▶ _Problem description_: Below this line is a set of entries; quote exactly the lines from the line that contains "the failure is" to the line that contains "to read image", both lines included.

[Exercise inputs Boundary: Start]

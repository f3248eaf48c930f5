//! Error types for Novelistic Core

use thiserror::Error;

/// Result type alias using NovelisticError
pub type Result<T> = std::result::Result<T, NovelisticError>;

/// Top-level error type for all Novelistic operations
#[derive(Debug, Error)]
pub enum NovelisticError {
    #[error("Format error: {0}")]
    Format(#[from] FormatError),

    #[error("Validation error: {0}")]
    Validation(#[from] ValidationError),

    #[error("Persistence error: {0}")]
    Persistence(#[from] StorageError),

    #[error("Conversion error: {0}")]
    Conversion(#[from] ConversionError),

    #[error("IO error: {0}")]
    Io(#[from] std::io::Error),
}

/// Fatal problems with the structure of an EPUB being imported
#[derive(Debug, Error)]
pub enum FormatError {
    #[error("Invalid EPUB archive: {0}")]
    InvalidArchive(String),

    #[error("Invalid EPUB: missing META-INF/container.xml")]
    MissingContainer,

    #[error("Invalid EPUB: container.xml does not name a package document")]
    MissingRootfile,

    #[error("Invalid EPUB: missing package document {0}")]
    MissingPackage(String),

    #[error("Invalid EPUB: unparsable {path}: {reason}")]
    Malformed { path: String, reason: String },

    #[error("Invalid EPUB: package document has no manifest")]
    MissingManifest,

    #[error("Invalid EPUB: package document has no spine")]
    MissingSpine,

    #[error("Invalid EPUB: spine references unknown manifest item {0}")]
    UnknownSpineItem(String),
}

/// Rejections of caller input before any parsing takes place
#[derive(Debug, Error)]
pub enum ValidationError {
    #[error("Invalid file type: {0} (please upload an EPUB file)")]
    InvalidFileType(String),
}

/// Errors that occur while producing an EPUB archive
#[derive(Debug, Error)]
pub enum ConversionError {
    #[error("Archive error: {0}")]
    Archive(#[from] zip::result::ZipError),

    #[error("IO error: {0}")]
    Io(#[from] std::io::Error),
}

/// Errors reported by a storage collaborator
#[derive(Debug, Error)]
pub enum StorageError {
    #[error("Not found: {0}")]
    NotFound(String),

    #[error("Conflict: {0}")]
    Conflict(String),

    #[error("Backend error: {0}")]
    BackendError(String),
}

/// A single image that could not be converted.
///
/// Never fatal: the surrounding chapter is still produced and the failure is
/// reported as an [`ImageIssue`](crate::types::ImageIssue).
#[derive(Debug, Clone, PartialEq, Error)]
pub enum ImageError {
    #[error("not a data URI")]
    NotDataUri,

    #[error("data URI is not base64 encoded")]
    UnsupportedEncoding,

    #[error("invalid base64 payload: {0}")]
    Base64(String),

    #[error("image not found in archive: {0}")]
    Missing(String),

    #[error("failed to read image {path}: {reason}")]
    Unreadable { path: String, reason: String },
}
// =========================================================================
// FALSIFY-PE: patch extraction contract (covarianza patches)
//
// Contract under test: valid-convolution patch extraction over row-major
// flattened images: patch count, patch length, offset ordering, and
// per-image independence within a batch.
// =========================================================================

use super::*;

/// FALSIFY-PE-001: P = (H-ph+1)*(W-pw+1) for every valid shape pair
#[test]
fn falsify_pe_001_patch_count_formula() {
    for (h, w, ph, pw) in [
        (4, 4, 2, 2),
        (5, 3, 2, 3),
        (3, 3, 3, 3),
        (6, 4, 1, 1),
        (2, 7, 2, 4),
    ] {
        let extractor = PatchExtractor::new((h, w), (ph, pw)).expect("valid shapes");
        let expected = (h - ph + 1) * (w - pw + 1);
        assert_eq!(
            extractor.num_patches(),
            expected,
            "FALSIFIED PE-001: {h}x{w}/{ph}x{pw} gave P={}, expected {expected}",
            extractor.num_patches()
        );
    }
}

/// FALSIFY-PE-002: every extracted patch row has length ph*pw
#[test]
fn falsify_pe_002_patch_row_length() {
    let extractor = PatchExtractor::new((5, 4), (3, 2)).expect("valid shapes");
    let image = crate::primitives::Vector::from_vec((0..20).map(f64::from).collect());
    let patches = extractor.extract(&image).expect("extract succeeds");
    assert_eq!(
        patches.shape(),
        (extractor.num_patches(), 6),
        "FALSIFIED PE-002: patch matrix shape {:?}",
        patches.shape()
    );
}

/// FALSIFY-PE-003: patch at offset (r, c) starts at image[r*W + c]
#[test]
fn falsify_pe_003_offset_indexing() {
    let (h, w, ph, pw) = (5, 6, 2, 3);
    let extractor = PatchExtractor::new((h, w), (ph, pw)).expect("valid shapes");
    let image = crate::primitives::Vector::from_vec((0..30).map(f64::from).collect());
    let patches = extractor.extract(&image).expect("extract succeeds");

    let cols = w - pw + 1;
    for r in 0..=(h - ph) {
        for c in 0..=(w - pw) {
            let patch = patches.row_slice(r * cols + c);
            assert_eq!(
                patch[0],
                (r * w + c) as f64,
                "FALSIFIED PE-003: patch ({r},{c}) starts at {}, expected {}",
                patch[0],
                r * w + c
            );
        }
    }
}

mod patches_proptest_falsify {
    use super::*;
    use proptest::prelude::*;

    /// FALSIFY-PE-004-prop: extraction shape holds for random valid configs
    proptest! {
        #![proptest_config(ProptestConfig::with_cases(64))]

        #[test]
        fn falsify_pe_004_prop_shapes(
            h in 1usize..8,
            w in 1usize..8,
            ph_off in 0usize..8,
            pw_off in 0usize..8,
        ) {
            let ph = 1 + ph_off % h;
            let pw = 1 + pw_off % w;
            let extractor = PatchExtractor::new((h, w), (ph, pw)).expect("valid shapes");
            let image = crate::primitives::Vector::from_vec(
                (0..h * w).map(|i| i as f64).collect(),
            );
            let patches = extractor.extract(&image).expect("extract succeeds");
            prop_assert_eq!(patches.n_rows(), (h - ph + 1) * (w - pw + 1));
            prop_assert_eq!(patches.n_cols(), ph * pw);
        }
    }

    /// FALSIFY-PE-005-prop: batch rows are per-image extractions in order
    proptest! {
        #![proptest_config(ProptestConfig::with_cases(32))]

        #[test]
        fn falsify_pe_005_prop_batch_order(
            n in 0usize..4,
            seed in 0u64..1000,
        ) {
            let extractor = PatchExtractor::new((3, 3), (2, 2)).expect("valid shapes");
            let data: Vec<f64> = (0..n * 9)
                .map(|i| ((seed.wrapping_mul(31).wrapping_add(i as u64)) % 97) as f64)
                .collect();
            let images = crate::primitives::Matrix::from_vec(n, 9, data)
                .expect("valid matrix");

            let batch = extractor.extract_batch(&images).expect("extract succeeds");
            prop_assert_eq!(batch.n_rows(), n * 4);
            for img in 0..n {
                let single = extractor.extract(&images.row(img)).expect("extract succeeds");
                for p in 0..4 {
                    prop_assert_eq!(
                        batch.row_slice(img * 4 + p),
                        single.row_slice(p),
                        "FALSIFIED PE-005-prop: image {} patch {}", img, p
                    );
                }
            }
        }
    }
}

[Exercise inputs Boundary: End]

▶ _Written answer_:
/// Never fatal: the surrounding chapter is still produced and the failure is
/// reported as an [`ImageIssue`](crate::types::ImageIssue).
#[derive(Debug, Clone, PartialEq, Error)]
pub enum ImageError {
    #[error("not a data URI")]
    NotDataUri,

    #[error("data URI is not base64 encoded")]
    UnsupportedEncoding,

    #[error("invalid base64 payload: {0}")]
    Base64(String),

    #[error("image not found in archive: {0}")]
    Missing(String),

    #[error("failed to read image {path}: {reason}")]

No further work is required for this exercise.